CDA turns 10, seeks to stem child abuse
Veniel Morgan, Gleaner Intern
AS THE Child Development Agency (CDA) celebrates 10 years of existence, a raft of measures is being put in place to better care and protect the nation's children.
The measures were announced at the agency's media launch on Tuesday. The anniversary celebrations, which will be observed between June 1 and May 2015, will see the staging of a number of events ranging from a children's summit and a poster competition to a church service which will conclude the year's celebration.
Rosalee Gage-Grey, chief executive officer of the CDA, noted that, though the agency is celebrating a milestone, it is cognisant that there are still grave concerns about the nation's children, pointing to the recent cases of child abuse and brutality towards children in the society.
Lisa Hanna, minister of youth and culture, spoke to the challenges faced by the agency and outlined plans to improve the services offered.

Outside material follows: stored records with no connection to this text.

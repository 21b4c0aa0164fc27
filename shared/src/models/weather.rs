//! Weather reading models

use serde::{Deserialize, Serialize};

use crate::types::lenient_f64;

/// Marine weather observation for the wearer's location, produced once per poll.
///
/// Every field is optional: upstream feeds send numbers as strings and
/// occasionally send placeholders, which decode to `None`.
#[derive(Debug, Clone, Default, Serialize, Deserialize, PartialEq)]
pub struct WeatherReading {
    #[serde(default, deserialize_with = "lenient_f64::deserialize")]
    pub temperature_c: Option<f64>,
    #[serde(default, deserialize_with = "lenient_f64::deserialize")]
    pub wind_speed_ms: Option<f64>,
    #[serde(default, deserialize_with = "lenient_f64::deserialize")]
    pub wave_height_m: Option<f64>,
    #[serde(default, deserialize_with = "lenient_f64::deserialize")]
    pub humidity_pct: Option<f64>,
    #[serde(default, deserialize_with = "lenient_f64::deserialize")]
    pub rain_mm: Option<f64>,
}

impl WeatherReading {
    pub fn new(temperature_c: f64, wind_speed_ms: f64, wave_height_m: f64) -> Self {
        Self {
            temperature_c: Some(temperature_c),
            wind_speed_ms: Some(wind_speed_ms),
            wave_height_m: Some(wave_height_m),
            humidity_pct: None,
            rain_mm: None,
        }
    }
}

"Even though we were making significant strides, we find that there was a societal impulse to keep harming our children. So even though we were making strides at the front end, at the back end, we were still having scores of children who were being abused and becoming victims of a system we were not equipped to deal with," said Hanna.
Places of safety
The minister added that though the CDA is responsible for the places of safety, care and protection oversight, it did not have the facilities to put in place other mechanisms to stem the tide of violence against children.
To this end, the minister said her ministry will be implementing three significant activities in terms of shifting policies and reviewing legislation. She explained that a model home will be created, therapy and counselling offered to the children and, most importantly, the implementation of a case management system which will allow the agency to monitor children digitally from admittance to the homes until they leave.